Given the contributers, I took it about as seriously as you could take "Knowing" on cosmology or prophecy. Here were all the Usual (gruesome) Suspects. Christopher Hitchens (but not his religious brother Peter), Richard Dawkins, Polly Toynbee..... A few of the more reliably on-message theists, such as A. N. Wilson, were wheeled on. Since writing "The Death of God" (around 1999), Wilson claims to have found God alive again.
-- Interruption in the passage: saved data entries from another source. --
//! Manifest operations - loading, saving, and the release update policy
//!
//! A manifest is loaded once at the start of a run, mutated in place while
//! platforms are processed, and written back wholesale at the end.

use crate::descriptor::PlatformDescriptor;
use crate::errors::{ManifestError, VersionError};
use crate::manifest_writer;
use crate::types::{Language, Manifest, ManifestEntry, VersionHistory};
use crate::version::Version;
use std::path::Path;
use std::sync::Arc;
use tracing::{debug, warn};

/// Whether a loaded descriptor should be released
#[derive(Debug, Clone, PartialEq, Eq)]
pub enum Eligibility {
    /// The platform id is not in the manifest yet
    New,
    /// The descriptor is strictly newer than the published version
    Upgrade { previous: Arc<str> },
    /// The descriptor is not newer than the published version
    UpToDate { published: Arc<str> },
}

impl Eligibility {
    pub fn is_eligible(&self) -> bool {
        !matches!(self, Eligibility::UpToDate { .. })
    }
}

impl Manifest {
    /// Load manifest from a path, returning an empty manifest if the file doesn't exist
    pub fn load_from_path(path: &Path) -> Result<Self, ManifestError> {
        if !path.exists() {
            debug!("No manifest at {:?}, starting empty", path);
            return Ok(Manifest::default());
        }

        let content = std::fs::read_to_string(path)?;
        Self::from_json_str(&content)
    }

    /// Parse a manifest document and rebuild its index
    pub fn from_json_str(content: &str) -> Result<Self, ManifestError> {
        let mut manifest: Manifest = serde_json::from_str(content)?;
        if let Some(duplicate) = manifest.rebuild_indexes() {
            return Err(ManifestError::DuplicateId(duplicate.to_string()));
        }
        manifest.check_current_versions();
        Ok(manifest)
    }

    /// Save manifest to a specific path with atomic write
    pub fn save_to_path(&self, path: &Path) -> Result<(), ManifestError> {
        manifest_writer::write_atomic(self, path)
    }

    /// Serialize to the on-disk representation
    pub fn to_json_bytes(&self) -> Result<Vec<u8>, ManifestError> {
        manifest_writer::to_json_bytes(self)
    }

    /// O(1) entry lookup by platform id
    #[inline]
    pub fn get(&self, id: &str) -> Option<&ManifestEntry> {
        self.index.get(id).and_then(|&idx| self.entries.get(idx))
    }

    #[inline]
    fn get_mut(&mut self, id: &str) -> Option<&mut ManifestEntry> {
        self.index
            .get(id)
            .copied()
            .and_then(move |idx| self.entries.get_mut(idx))
    }

    pub fn len(&self) -> usize {
        self.entries.len()
    }

    pub fn is_empty(&self) -> bool {
        self.entries.is_empty()
    }

    pub fn iter(&self) -> impl Iterator<Item = &ManifestEntry> {
        self.entries.iter()
    }

    /// Entries in publication order
    pub fn entries(&self) -> &[ManifestEntry] {
        &self.entries
    }

    /// Decide whether a descriptor is new or strictly newer than what is published
    pub fn eligibility(&self, descriptor: &PlatformDescriptor) -> Result<Eligibility, ManifestError> {
        let Some(existing) = self.get(&descriptor.id) else {
            return Ok(Eligibility::New);
        };

        let published =
            Version::parse(&existing.version).map_err(|source| ManifestError::InvalidVersion {
                id: existing.id.to_string(),
                source,
            })?;

        if descriptor.version > published {
            Ok(Eligibility::Upgrade {
                previous: existing.version.clone(),
            })
        } else {
            Ok(Eligibility::UpToDate {
                published: existing.version.clone(),
            })
        }
    }

    /// Record a release of `descriptor` in the manifest
    ///
    /// New ids get a fresh entry. Existing entries gain the version in their
    /// history and have every descriptor field refreshed; no history key is
    /// ever removed.
    pub fn record_release(&mut self, descriptor: &PlatformDescriptor, language: Language) {
        let version = descriptor.version.as_arc();

        if let Some(entry) = self.get_mut(&descriptor.id) {
            entry
                .versions
                .record(version.clone(), descriptor.supported_version.clone());
            entry.version = version;
            entry.name = descriptor.name.clone();
            entry.description = descriptor.description.clone();
            entry.max_threads = descriptor.max_threads;
            entry.requires_auth = descriptor.requires_auth;
            entry.language = language;
            entry.author = descriptor.author.clone();
            return;
        }

        let mut versions = VersionHistory::new();
        versions.record(version.clone(), descriptor.supported_version.clone());

        let idx = self.entries.len();
        self.entries.push(ManifestEntry {
            id: descriptor.id.clone(),
            name: descriptor.name.clone(),
            description: descriptor.description.clone(),
            max_threads: descriptor.max_threads,
            requires_auth: descriptor.requires_auth,
            language,
            author: descriptor.author.clone(),
            versions,
            version,
        });
        self.index.insert(descriptor.id.clone(), idx);
    }

    /// Warn about entries whose current version is not the greatest history key
    fn check_current_versions(&self) {
        for entry in &self.entries {
            match latest_in_history(&entry.versions) {
                Ok(Some(latest)) if latest.as_str() != entry.version.as_ref() => {
                    let same = Version::parse(&entry.version).is_ok_and(|v| v == latest);
                    if !same {
                        warn!(
                            "Platform '{}' lists version {} but its history goes up to {}",
                            entry.id, entry.version, latest
                        );
                    }
                }
                Ok(_) => {}
                Err(e) => warn!("Platform '{}' has a malformed history key: {}", entry.id, e),
            }
        }
    }
}

fn latest_in_history(history: &VersionHistory) -> Result<Option<Version>, VersionError> {
    let mut latest: Option<Version> = None;
    for (key, _) in history.iter() {
        let version = Version::parse(key)?;
        if latest.as_ref().map_or(true, |l| version > *l) {
            latest = Some(version);
        }
    }
    Ok(latest)
}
The Chief Rabbi, Dr Jonathan Sacks, was permitted a typically intelligent three column inches...about the same as our ever-asinine George Monbiot, the noisiest promoter of the religion of global warming. Good to see that Prophets of Doom are still given a hearing. But given the 3 pages devoted to Hitchens and Dawkins combined, you knew where the NS editor's sympathies lay. No danger of the good Rabbi or any competent Catholic theologian being given three pages. Yet the fact remains that religion is a prime factor in human affairs and cannot be ignored even by a handful of eminent atheists in major Western cities.

Religious problems just keep breaking out, like an itch the secularists cannot quite reach to scratch properly. The bruhaha over the recent idiotic Parliamentary Bill allowing the heir to the Throne to marry a Catholic is a prime example. I pointed out that such permission could mean that the Monarch after next might be a Catholic head of a Protestant Church of England. Not according to the fine print on the front of "The Daily Telegraph" (who usually get their religious facts straight). Any spouse of the heir would have to agree that their children be brought up as Protestants. So the heir could marry a Catholic as long as she was a bad Catholic. What if the spouse was a Jew (bearing in mind that Jewish identity is transmitted via the mother).....or a Muslim....or a devout Hindu?? Er, better to drop the whole dumb affair and keep on offending only Catholics.
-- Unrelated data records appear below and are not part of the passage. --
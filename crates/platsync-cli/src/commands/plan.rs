use super::print_report;
use crate::build::SystemToolchain;
use crate::common::{GlobalOpts, PathArgs};
use crate::errors::SyncError;
use crate::publish::{DirectoryReleaseStore, Publisher};
use crate::sync::{Orchestrator, SyncOptions};

/// Print what `sync` would do; nothing is built, uploaded or written
pub fn handle_plan(args: PathArgs, opts: &GlobalOpts) -> Result<(), SyncError> {
    let mut config = opts.load_config()?;
    args.apply(&mut config);

    let options = SyncOptions {
        platforms_dir: config.platforms_dir.clone(),
        manifest_path: config.manifest_path.clone(),
        dist_dir: config.dist_dir.clone(),
        mode: args.mode(),
        commit: false,
    };
    // A plan never reaches the store, no need for credentials
    let publisher = Publisher::new(
        DirectoryReleaseStore::new(config.release.local_dir.clone()),
        config.release.manifest_remote_path.clone(),
        config.release.commit_message.clone(),
    );
    let orchestrator = Orchestrator::new(
        options,
        SystemToolchain::from_config(&config.build),
        publisher,
    )?;

    let report = orchestrator.plan()?;
    print_report(&report);
    println!(
        "{} to publish, {} to record, {} up to date",
        report.published(),
        report.recorded(),
        report.up_to_date()
    );
    Ok(())
}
The recent appointment of our new Catholic Archbishop of Westminster, Vincent Nichols, attracted plenty of space in the secular press. The discussion on his merits was conducted in grossly secular terms, but the fact that they thought this item deserved the column inches is another sign that the Death of God has been greatly exaggerated.

And as I write, BBC Radio 4 is transmitting a documentary discussing the politics and legal status of the Church of England. Should it continue to be the recognised State Church, with the hereditary monarch as its anointed head and seats reserved for Anglican bishops in the House of Lords? How can the Church in England be boxed in by foreign Anglican Churches (who comprise the majority of Anglicans and inconveniently keep insisting on traditional Christian teachings) AND adapt to the sexual practices of 21st century Britain (including the practices of its monarch)? One of the contributers blamed Richard Dawkins for stirring the pot and raising the anomalies of the C of E's position. Perhaps we should be grateful to the troublesome professor for raising the public profile of religion.

Another contributer on the program pointed out another aspect of the "Catholic Monarch" debate. If the Monarch became Catholic, he would be anointed at his Coronation by an "Archbishop" whose priestly consecration was "null and void" according to the Pope's encyclical "Apostolicae Curae" (On the Nullity of Anglican Orders) of 1896. Holy Cow, we are getting the Latin title of an encyclical issued 113 years ago quoted over the secular BBC radio waves.

The future remains unknown, but it seems that the prophets of the death of religion still have a very long and futile wait ahead of them.